Dr. Morse leads a Sophrosyne session on how to deal with challenging situations related to drugs and alcohol.

Rather than being passively told what to think, students are given the opportunity to envision their own ideal state of well-being, and from there, discern how to pursue this. This approach builds trust, allowing the boys to advocate for themselves, and encourages them to seek support from across the community. Empowering boys in this way enables them to not only ask good questions, but ultimately to make responsible choices that are authentically their own. All the evidence shows that self-regulation is critical for social and emotional health as adolescents gradually but inexorably achieve increasing independence. 

We can see these principles in action across the program, but I would like to look at two concrete examples. Digital media and technology are an increasingly omnipresent aspect of modern life. From coding classes and robotics to digital art projects, the conscious use of technology across Saint David’s is an exciting trend.

These opportunities increase student engagement and help to prepare boys for life in a rapidly changing world. But the breakneck pace of technological change also presents risks. As a result, good digital citizenship and healthy technology use have become pivotal elements of the Sophrosyne curriculum. We have partnered with an outside group, Common Sense Media, that is committed to avoiding moral panic and focusing on the latest research into healthy technology use in adolescence. We then frame and develop this factual information in light of the values of Saint David’s—ensuring that healthy use contributes to the growth of good men.

In every grade level, Sophrosyne is an opportunity for self-reflection on virtues like empathy, respect, and friendship.

The boys are active partners in these discussions, and their experiences, needs, and concerns ultimately shape the direction of the program. The curriculum gives each boy the opportunity to reflect on his own feelings about and relationship with technology. In doing so they rely on an emotional vocabulary developed across the curriculum. The boys vividly clarified the addictive potential of social media and video games for themselves in a discussion in which they shared their own experiences and subsequent feelings using literary similes. Responding to the pitfalls of technology requires both self-regulation and community engagement, but awareness and engagement are first steps on the path to fulfilling, ethical use of new technologies.

The focus of the Sophrosyne program is student wellness through self-knowledge, but as the mission of the school makes clear, service to the self necessitates service to others. In practice, this means that the personal work of Sophrosyne is always informing and informed by boys’ work in other areas. Here Saint David’s commitment to a balanced education shines: a boy’s awareness and expression of his own feelings builds on and informs the experience of empathetically reading literature.

The exploration in religion of what it is to be a person for others guides the boys’ approach to right conduct in their own lives. Further, in the Seventh and Eighth grades, Sophrosyne can provide structured resources to the advisory program, while the close relationship between each boy and their advisor allows for further discussion about difficult topics. In each of these cases, Sophrosyne is strengthened by its deep connections to the broader community and curriculum.

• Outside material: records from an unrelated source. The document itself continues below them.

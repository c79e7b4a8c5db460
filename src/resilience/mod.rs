// Copyright (c) 2025-2026 Adrian Robinson. Licensed under the AGPL-3.0.
// See LICENSE file in the project root for full license text.

//! Retry and backoff for transient failures.

pub mod retry;
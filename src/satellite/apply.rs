// Copyright (c) 2025-2026 Adrian Robinson. Licensed under the AGPL-3.0.
// See LICENSE file in the project root for full license text.

//! Applying remote changes through the causal merge.
//!
//! A batch is validated as a whole before anything is written: one bad
//! entry rejects the batch and moves connectivity to `Error`. Valid
//! batches are merged entry by entry against the shadow table and
//! committed in a single transaction under the writer lock.

use std::collections::{BTreeSet, HashMap};
use std::time::Instant;

use tracing::{debug, error};

use crate::clock::{TagSet, MAX_TIMESTAMP};
use crate::codec::Row;
use crate::notifier::{ChangeOrigin, DataChange, SatelliteEvent};
use crate::oplog::statements::{delete_row, upsert_row};
use crate::oplog::{canonical_primary_key, primary_key_of, OpType, OplogEntry};
use crate::schema::{QualifiedTablename, TableSchema};
use crate::shadow::{resolve, MergeOutcome, RowAction};
use crate::shapes::{ShapeError, ShapeStatus};

use super::{ApplyReport, Satellite, SatelliteError};

/// An incoming entry that passed validation.
struct ValidChange<'a> {
    qualified: QualifiedTablename,
    table: &'a TableSchema,
    optype: OpType,
    /// Full new image, key columns included
    row: Row,
    primary_key: Row,
    canonical_key: String,
    tags: TagSet,
    timestamp: i64,
}

fn malformed(entry: &OplogEntry, reason: impl std::fmt::Display) -> SatelliteError {
    SatelliteError::MalformedChange(format!(
        "{}.{} rowid {}: {}",
        entry.namespace, entry.tablename, entry.rowid, reason
    ))
}

impl Satellite {
    fn validate<'a>(&'a self, entry: &OplogEntry) -> Result<ValidChange<'a>, SatelliteError> {
        if entry.namespace != self.schema.namespace() {
            return Err(malformed(entry, "unknown namespace"));
        }
        let table = self
            .schema
            .table(&entry.tablename)
            .ok_or_else(|| malformed(entry, "unknown table"))?;

        let new_row = entry.new_row().map_err(|e| malformed(entry, e))?;
        let old_row = entry.old_row().map_err(|e| malformed(entry, e))?;
        if let Some(column) = new_row.keys().chain(old_row.keys()).find(|c| !table.has_column(c)) {
            return Err(malformed(entry, format!("unknown column '{}'", column)));
        }

        let tags = entry.tags().map_err(|e| malformed(entry, e))?;
        if entry.optype != OpType::Delete && tags.is_empty() {
            return Err(malformed(entry, "insert/update without tags"));
        }
        let in_range = |ts: i64| (0..=MAX_TIMESTAMP).contains(&ts);
        if !in_range(entry.timestamp) || tags.iter().any(|tag| !in_range(tag.timestamp)) {
            return Err(malformed(entry, "timestamp out of range"));
        }

        let primary_key =
            primary_key_of(&entry.tablename, table, &new_row, &old_row).map_err(|e| malformed(entry, e))?;
        // Images are full rows; columns an entry leaves out are NULL.
        let row = match entry.optype {
            OpType::Insert | OpType::Update => table.full_image(&primary_key, &new_row),
            OpType::Delete => new_row,
        };

        Ok(ValidChange {
            qualified: self.schema.qualified(&entry.tablename),
            table,
            optype: entry.optype,
            canonical_key: canonical_primary_key(&primary_key),
            primary_key,
            row,
            timestamp: entry.timestamp.max(tags.max_timestamp().unwrap_or_default()),
            tags,
        })
    }

    /// Merge a batch of remote changes.
    ///
    /// Duplicates are skipped silently. A malformed entry rejects the whole
    /// batch and moves connectivity to `Error`.
    #[tracing::instrument(skip(self, entries), fields(name = %self.name, entries = entries.len()))]
    pub async fn apply_remote_batch(&self, entries: &[OplogEntry]) -> Result<ApplyReport, SatelliteError> {
        match self.apply_entries(entries, ChangeOrigin::Remote, None).await {
            Err(SatelliteError::MalformedChange(reason)) => {
                error!(error = %reason, "Rejected remote batch");
                crate::metrics::record_rejected_batch("malformed");
                self.connectivity.fail(format!("malformed change: {}", reason));
                Err(SatelliteError::MalformedChange(reason))
            }
            other => other,
        }
    }

    /// Merge `entries` in one transaction. With `shape` set, the batch is a
    /// snapshot for that shape and is dropped unless the shape is still
    /// `Active` once the writer lock is held.
    pub(super) async fn apply_entries(
        &self,
        entries: &[OplogEntry],
        origin: ChangeOrigin,
        shape: Option<&str>,
    ) -> Result<ApplyReport, SatelliteError> {
        let started = Instant::now();
        let changes = entries
            .iter()
            .map(|entry| self.validate(entry))
            .collect::<Result<Vec<_>, _>>()?;

        let mut report = ApplyReport::default();
        let mut tables = BTreeSet::new();
        let mut newest = None;

        {
            let _writer = self.writer.lock().await;
            if let Some(key) = shape {
                if self.shapes.status(key) != Some(ShapeStatus::Active) {
                    return Err(ShapeError::Unsubscribed(key.to_string()).into());
                }
            }
            // Tags as they stand after earlier entries of this batch.
            let mut overlay: HashMap<(QualifiedTablename, String), TagSet> = HashMap::new();
            let mut statements = Vec::new();

            for change in changes {
                newest = newest.max(Some(change.timestamp));
                let slot = (change.qualified.clone(), change.canonical_key.clone());
                let local = match overlay.get(&slot) {
                    Some(tags) => tags.clone(),
                    None => {
                        self.shadow
                            .load(self.adapter.as_ref(), &change.qualified, &change.canonical_key)
                            .await?
                    }
                };

                let decision = resolve(change.optype, &local, &change.tags);
                crate::metrics::record_merge(origin.as_str(), decision.outcome.as_str());
                if decision.outcome == MergeOutcome::SkippedDuplicate {
                    debug!(
                        table = %change.qualified,
                        primary_key = %change.canonical_key,
                        "Skipping already observed change"
                    );
                    report.skipped += 1;
                    continue;
                }
                report.applied += 1;

                match decision.row {
                    RowAction::Write => statements.push(upsert_row(
                        self.builder.as_ref(),
                        &change.qualified,
                        change.table,
                        &change.row,
                    )),
                    RowAction::Delete => statements.push(delete_row(
                        self.builder.as_ref(),
                        &change.qualified,
                        change.table,
                        &change.primary_key,
                    )),
                    RowAction::Keep => {}
                }
                statements.extend(self.shadow.update_statement(
                    &change.qualified,
                    &change.canonical_key,
                    &decision.shadow,
                ));

                overlay.insert(slot, decision.shadow.resulting_tags(&local));
                tables.insert(change.qualified);
            }

            if !statements.is_empty() {
                self.adapter.run_in_transaction(&statements).await?;
            }
        }

        if let Some(ts) = newest {
            self.clock.receive(ts);
        }
        crate::metrics::record_apply_latency(origin.as_str(), started.elapsed());

        if report.applied > 0 {
            self.notifier.emit(SatelliteEvent::DataChanged(DataChange {
                origin,
                tables,
                row_count: report.applied,
            }));
        }
        debug!(applied = report.applied, skipped = report.skipped, "Batch merged");
        Ok(report)
    }
}
// Copyright (c) 2025-2026 Adrian Robinson. Licensed under the AGPL-3.0.
// See LICENSE file in the project root for full license text.

//! Public types for the satellite orchestrator.

use std::sync::Arc;

use thiserror::Error;

use crate::client::{ClientError, SatelliteClient};
use crate::clock::ClockOverflow;
use crate::codec::CodecError;
use crate::config::ConfigError;
use crate::connectivity::ConnectivityError;
use crate::migrator::{MigrationError, Migrator};
use crate::oplog::OplogError;
use crate::schema::{DbSchema, QueryBuilder};
use crate::shadow::ShadowError;
use crate::shapes::ShapeError;
use crate::storage::traits::{DatabaseAdapter, StorageError};

/// Errors surfaced by a [`Satellite`](super::Satellite).
///
/// Conflicting and duplicate changes are resolved by the merge and never
/// show up here.
#[derive(Error, Debug)]
pub enum SatelliteError {
    #[error("invalid configuration: {0}")]
    Config(#[from] ConfigError),
    #[error("connectivity error: {0}")]
    Connectivity(String),
    #[error("connection attempt cancelled")]
    ConnectionCancelled,
    #[error("connection failed permanently: {0}")]
    ConnectionFatal(String),
    #[error("schema migration failed: {0}")]
    SchemaMigration(#[from] MigrationError),
    #[error("malformed change: {0}")]
    MalformedChange(String),
    #[error(transparent)]
    Subscription(#[from] ShapeError),
    #[error("table '{0}' is not part of the replicated schema")]
    UnknownTable(String),
    #[error("invalid state transition: {0}")]
    InvalidTransition(String),
    #[error("not connected")]
    NotConnected,
    #[error(transparent)]
    Transport(#[from] ClientError),
    #[error(transparent)]
    Storage(#[from] StorageError),
    #[error(transparent)]
    Codec(#[from] CodecError),
    #[error(transparent)]
    Clock(#[from] ClockOverflow),
}

impl From<ConnectivityError> for SatelliteError {
    fn from(err: ConnectivityError) -> Self {
        match err {
            ConnectivityError::Cancelled => Self::ConnectionCancelled,
            ConnectivityError::Fatal(reason) => Self::ConnectionFatal(reason),
            invalid @ ConnectivityError::InvalidTransition { .. } => {
                Self::InvalidTransition(invalid.to_string())
            }
            exhausted @ ConnectivityError::Exhausted { .. } => Self::Connectivity(exhausted.to_string()),
        }
    }
}

impl From<OplogError> for SatelliteError {
    fn from(err: OplogError) -> Self {
        match err {
            OplogError::UnknownTable(table) => Self::UnknownTable(table),
            OplogError::Codec(e) => Self::Codec(e),
            OplogError::Storage(e) => Self::Storage(e),
            other => Self::MalformedChange(other.to_string()),
        }
    }
}

impl From<ShadowError> for SatelliteError {
    fn from(err: ShadowError) -> Self {
        match err {
            ShadowError::Storage(e) => Self::Storage(e),
            ShadowError::Tags(e) => Self::MalformedChange(format!("corrupt shadow tags: {}", e)),
        }
    }
}

/// Counts from applying a batch of changes.
#[derive(Debug, Clone, Copy, Default, PartialEq, Eq)]
pub struct ApplyReport {
    pub applied: usize,
    pub skipped: usize,
}

/// Collaborators a satellite is built from.
#[derive(Clone)]
pub struct SatelliteDeps {
    pub adapter: Arc<dyn DatabaseAdapter>,
    pub builder: Arc<dyn QueryBuilder>,
    pub migrator: Arc<dyn Migrator>,
    pub client: Arc<dyn SatelliteClient>,
    pub schema: DbSchema,
}
impl ShapeManager {
    pub fn new(notifier: Arc<EventNotifier>) -> Self {
        Self {
            shapes: DashMap::new(),
            notifier,
        }
    }

    /// Register a shape, or return the live one with the same key.
    ///
    /// A shape in `Error` is replaced by a fresh `Requested` one.
    pub fn subscribe(&self, definition: &ShapeDefinition) -> Subscription {
        let normalized = definition.normalized();
        let key = normalized.key();

        let subscription = match self.shapes.entry(key.clone()) {
            Entry::Occupied(existing) if existing.get().state.borrow().status != ShapeStatus::Error => {
                debug!(key = %key, "Reusing existing shape subscription");
                return Subscription {
                    handle: existing.get().handle(&key),
                    created: false,
                };
            }
            Entry::Occupied(mut failed) => {
                failed.insert(ShapeSlot::new(normalized));
                Subscription {
                    handle: failed.get().handle(&key),
                    created: true,
                }
            }
            Entry::Vacant(vacant) => {
                let slot = vacant.insert(ShapeSlot::new(normalized));
                Subscription {
                    handle: slot.handle(&key),
                    created: true,
                }
            }
        };

        info!(key = %key, "Shape requested");
        crate::metrics::set_active_shapes(self.shapes.len());
        self.announce(&key, ShapeStatus::Requested);
        subscription
    }

    /// Lock a shape for a request/snapshot exchange.
    pub async fn lock(&self, key: &str) -> Option<OwnedMutexGuard<()>> {
        let exchange = self.shapes.get(key).map(|slot| slot.exchange.clone())?;
        Some(exchange.lock_owned().await)
    }

    pub fn status(&self, key: &str) -> Option<ShapeStatus> {
        self.shapes.get(key).map(|slot| slot.state.borrow().status)
    }

    pub fn definition(&self, key: &str) -> Option<ShapeDefinition> {
        self.shapes.get(key).map(|slot| slot.definition.clone())
    }

    pub fn handle(&self, key: &str) -> Option<ShapeHandle> {
        self.shapes.get(key).map(|slot| slot.handle(key))
    }

    /// Move a shape to `to`. Returns `Ok(false)` when already there.
    pub fn transition(&self, key: &str, to: ShapeStatus) -> Result<bool, ShapeError> {
        self.set_state(key, to, None)
    }

    /// Move a shape to `Error`.
    pub fn fail(&self, key: &str, reason: impl Into<String>) -> Result<bool, ShapeError> {
        self.set_state(key, ShapeStatus::Error, Some(reason.into()))
    }

    fn set_state(&self, key: &str, to: ShapeStatus, error: Option<String>) -> Result<bool, ShapeError> {
        let changed = {
            let slot = self
                .shapes
                .get(key)
                .ok_or_else(|| ShapeError::Unknown(key.to_string()))?;
            let mut outcome = Ok(false);
            slot.state.send_if_modified(|state| {
                if state.status == to {
                    return false;
                }
                if !is_valid(state.status, to) {
                    outcome = Err(ShapeError::InvalidTransition {
                        key: key.to_string(),
                        from: state.status,
                        to,
                    });
                    return false;
                }
                *state = ShapeState { status: to, error };
                outcome = Ok(true);
                true
            });
            outcome?
        };

        if changed {
            debug!(key = %key, status = %to, "Shape transition");
            crate::metrics::record_shape_transition(to.as_str());
            self.announce(key, to);
        }
        Ok(changed)
    }

    /// Stop tracking a shape. Rows already applied stay.
    pub fn unsubscribe(&self, key: &str) -> Option<Shape> {
        let (key, slot) = self.shapes.remove(key)?;
        info!(key = %key, "Shape unsubscribed");
        crate::metrics::set_active_shapes(self.shapes.len());
        Some(slot.snapshot(&key))
    }

    /// Snapshot of every tracked shape, ordered by key.
    pub fn list_all_subscriptions(&self) -> Vec<Shape> {
        let mut shapes: Vec<Shape> = self
            .shapes
            .iter()
            .map(|entry| entry.value().snapshot(entry.key()))
            .collect();
        shapes.sort_by(|a, b| a.key.cmp(&b.key));
        shapes
    }

    /// Keys of shapes still waiting to be sent.
    pub fn requested(&self) -> Vec<String> {
        self.keys_with(|s| s == ShapeStatus::Requested)
    }

    /// Push every in-flight shape back to `Requested` so it is resent on the
    /// next connection.
    pub fn reset_in_flight(&self) {
        for key in self.keys_with(|s| matches!(s, ShapeStatus::Establishing | ShapeStatus::Active)) {
            let _ = self.transition(&key, ShapeStatus::Requested);
        }
    }

    fn keys_with(&self, predicate: impl Fn(ShapeStatus) -> bool) -> Vec<String> {
        let mut keys: Vec<String> = self
            .shapes
            .iter()
            .filter(|entry| predicate(entry.value().state.borrow().status))
            .map(|entry| entry.key().clone())
            .collect();
        keys.sort();
        keys
    }

    fn announce(&self, key: &str, status: ShapeStatus) {
        self.notifier.emit(SatelliteEvent::ShapeStatusChanged {
            key: key.to_string(),
            status,
        });
    }
}

#[cfg(test)]
mod tests {
    use super::*;
    use crate::notifier::EventKind;
    use parking_lot::Mutex as SyncMutex;

    fn manager() -> (ShapeManager, Arc<EventNotifier>) {
        let notifier = Arc::new(EventNotifier::new());
        (ShapeManager::new(notifier.clone()), notifier)
    }

    #[test]
    fn test_key_ignores_select_order_and_whitespace() {
        let a = ShapeDefinition::table("items").with_filter("parent", "id > 1");
        let b = ShapeDefinition::default()
            .with_filter("parent", "  id > 1 ")
            .with_table("items")
            .with_table("items");
        assert_eq!(a.key(), b.key());
        assert_eq!(a.key().len(), 64);
        assert_ne!(a.key(), ShapeDefinition::table("items").key());
    }

    #[test]
    fn test_key_ignores_json_field_order() {
        let a: ShapeDefinition =
            serde_json::from_str(r#"{"selects":[{"tablename":"items","where":"x = 1"}]}"#).unwrap();
        let b: ShapeDefinition =
            serde_json::from_str(r#"{"selects":[{"where":"x = 1","tablename":"items"}]}"#).unwrap();
        assert_eq!(a.key(), b.key());
    }

    #[test]
    fn test_subscribe_dedups_live_shape() {
        let (shapes, _) = manager();
        let first = shapes.subscribe(&ShapeDefinition::table("items"));
        let second = shapes.subscribe(&ShapeDefinition::table("items"));

        assert!(first.created);
        assert!(!second.created);
        assert_eq!(first.handle.key, second.handle.key);
        assert_eq!(shapes.list_all_subscriptions().len(), 1);
    }

    #[test]
    fn test_failed_shape_is_replaced_on_resubscribe() {
        let (shapes, _) = manager();
        let first = shapes.subscribe(&ShapeDefinition::table("items"));
        shapes.fail(&first.handle.key, "no such table").unwrap();

        let again = shapes.subscribe(&ShapeDefinition::table("items"));
        assert!(again.created);
        assert_eq!(shapes.status(&again.handle.key), Some(ShapeStatus::Requested));
    }

    #[test]
    fn test_status_progression_and_events() {
        let (shapes, notifier) = manager();
        let seen = Arc::new(SyncMutex::new(Vec::new()));
        let sink = seen.clone();
        notifier.subscribe(EventKind::ShapeStatusChanged, move |e| {
            if let SatelliteEvent::ShapeStatusChanged { status, .. } = e {
                sink.lock().push(*status);
            }
        });

        let key = shapes.subscribe(&ShapeDefinition::table("items")).handle.key;
        shapes.transition(&key, ShapeStatus::Establishing).unwrap();
        shapes.transition(&key, ShapeStatus::Active).unwrap();
        shapes.transition(&key, ShapeStatus::Synced).unwrap();

        assert!(matches!(
            shapes.transition(&key, ShapeStatus::Establishing),
            Err(ShapeError::InvalidTransition { .. })
        ));
        assert_eq!(
            *seen.lock(),
            vec![
                ShapeStatus::Requested,
                ShapeStatus::Establishing,
                ShapeStatus::Active,
                ShapeStatus::Synced
            ]
        );
    }

    #[test]
    fn test_unsubscribe_then_list_is_empty() {
        let (shapes, _) = manager();
        let key = shapes.subscribe(&ShapeDefinition::table("items")).handle.key;
        let removed = shapes.unsubscribe(&key).unwrap();
        assert_eq!(removed.key, key);
        assert!(shapes.list_all_subscriptions().is_empty());
        assert!(shapes.unsubscribe(&key).is_none());
        assert_eq!(shapes.transition(&key, ShapeStatus::Establishing), Err(ShapeError::Unknown(key)));
    }

    #[test]
    fn test_reset_in_flight() {
        let (shapes, _) = manager();
        let key = shapes.subscribe(&ShapeDefinition::table("items")).handle.key;
        shapes.transition(&key, ShapeStatus::Establishing).unwrap();
        assert!(shapes.requested().is_empty());

        shapes.reset_in_flight();
        assert_eq!(shapes.requested(), vec![key]);
    }

    #[tokio::test]
    async fn test_handle_resolves_on_sync() {
        let (shapes, _) = manager();
        let mut handle = shapes.subscribe(&ShapeDefinition::table("items")).handle;
        let key = handle.key.clone();
        shapes.transition(&key, ShapeStatus::Establishing).unwrap();
        shapes.transition(&key, ShapeStatus::Active).unwrap();
        shapes.transition(&key, ShapeStatus::Synced).unwrap();
        handle.synced().await.unwrap();
        assert_eq!(handle.status(), ShapeStatus::Synced);
    }

    #[tokio::test]
    async fn test_handle_reports_rejection_and_unsubscribe() {
        let (shapes, _) = manager();
        let mut rejected = shapes.subscribe(&ShapeDefinition::table("items")).handle;
        shapes.fail(&rejected.key, "not allowed").unwrap();
        assert_eq!(
            rejected.synced().await,
            Err(ShapeError::Rejected {
                key: rejected.key.clone(),
                reason: "not allowed".into()
            })
        );

        let mut dropped = shapes.subscribe(&ShapeDefinition::table("other")).handle;
        shapes.unsubscribe(&dropped.key);
        assert_eq!(dropped.synced().await, Err(ShapeError::Unsubscribed(dropped.key.clone())));
    }

    #[tokio::test]
    async fn test_exchange_lock_is_per_key() {
        let (shapes, _) = manager();
        let a = shapes.subscribe(&ShapeDefinition::table("a")).handle.key;
        let b = shapes.subscribe(&ShapeDefinition::table("b")).handle.key;

        let _held = shapes.lock(&a).await.unwrap();
        // A different key is not blocked.
        let _other = shapes.lock(&b).await.unwrap();
        assert!(shapes.lock("missing").await.is_none());
    }
}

The role of Saint David’s is education in the broadest sense. The continuing growth of the Sophrosyne program shows the commitment of the school to not only shape men who are scholarly, creative, athletic, and spiritual, but who are good. Self-knowledge and strength of character are foundational to present well-being and resilience in the face of future challenges but also to the basic integrity that comes from uniting all these qualities in a healthy and balanced way.

Evan Morse, Ph.D., is Upper School Sophrosyne Coordinator at Saint David’s School.